Global cloud computing

The Government of Canada in an effort to recognize and build a strong IT workforce released its Cloud Adoption Strategy for public consultation on July 22, 2016.

The IT Strategic Plan was released on June 29, 2016 and provided three cloud-related documents:

According to the press release:

“This strategy prioritizes the security and privacy of Canadians while providing departments with new modern and flexible alternatives to make more efficient use of information technology. This is the result of consultations with industry and provincial governments over the past two years, and a review of global trends in cloud computing. Feedback on the strategy will be collected until September 30, 2016, and will be used to finalize the Government’s approach.”

Highlights of the cloud strategy

  • An adoption strategy called “Right Cloud” recognizes that no single cloud pattern fits all requirements;
  • Emphasis on security including data categorization and sovereignty; and
  • A vision for a public sector community cloud based on a broker model (again recognizing that no single model meets all needs).

Key objectives

  • Ensure that the supply of IT resources is able to meet government demand levels;
  • Risk is managed consistently at or better than currently while also allowing flexibility; and
  • Skills with cloud systems are developed in the workforce.

Benefits of Right Cloud approach

  • Service performance – self-service provisioning, metrics-based service levels, enforcement;
  • Security – security certifications, advanced features;
  • Innovation – rapid feature development, shared development costs, subscription-based;
  • Agility – rapid access to resources; and
  • Elasticity – commoditized services, expansion/contraction at any time.

The essence of the strategy is to allow departments and agencies to choose from a menu of cloud services according to their business needs.

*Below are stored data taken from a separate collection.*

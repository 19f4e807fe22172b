//! `zoco content ...`

use std::path::Path;

use tracing::{info, warn};
use zoco_core::SiteContent;
use zoco_storefront::services::Api;

use super::{print_json, read_yaml};

/// Print the current site content.
///
/// # Errors
///
/// Returns an error if output fails.
pub async fn show(api: &Api) -> Result<(), Box<dyn std::error::Error>> {
    print_json(&api.settings().get_content().await)
}

/// Replace the site content with the contents of a YAML file.
///
/// # Errors
///
/// Returns an error if the file cannot be read or parsed, or if neither the
/// backend nor the local store accepted the write.
pub async fn set(api: &Api, file: &Path) -> Result<(), Box<dyn std::error::Error>> {
    let content: SiteContent = read_yaml(file).await?;
    let saved = api.settings().save_content(&content).await;

    if !saved.remote && !saved.local {
        return Err("Content was not saved anywhere".into());
    }
    if saved.remote {
        info!("Content saved");
    } else {
        warn!("Backend unavailable; content saved locally only");
    }
    print_json(&saved)
}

Shared Services Canada will assume the role of GC Cloud Broker and will procure cloud services, manage relationships with providers, manage billing and monitor consumption. The Broker acquires the services and provides a menu of services that departments can choose from.

Security is enhanced through data categorization and adoption of cloud security control profiles. Pretty much the only data that can be stored on servers outside Canada is data that is categorized as unclassified, low integrity and low availability. All other data must be stored in Canada.

Another interesting part of the strategy is the creation of a Canadian Public Sector Community cloud (CPSCC). The CPSCC will include public cloud services, with security that the government (presumably Shared Services Canada) has accredited, and which are offered through a marketplace. This should provide more efficient procurement, allow economies of scale, encourage collaboration and control cloud sprawl. The federal, provincial and territorial governments, municipalities, universities, schools and hospitals will all be able to take advantage of this initiative.

According to the press release, this strategy was a result of a two-year consultation process, and that feedback on the strategy will be collected until September 30, 2016.

My reaction

  • The overall approach seems good and in-line with other governments, given the size and diversification of the government and especially of the public sector;
  • It may have been somewhat slow to get off the ground, since cloud services are now supplemented by IoT, social networks, software-defined everything, mobility, analytics and Blockchain; and
  • It will likely take Shared Services Canada time to ramp up its role as broker, which may delay some developments in the various public sector organizations in the community cloud.

Do you think the new strategy will prepare the IT workforce for cloud?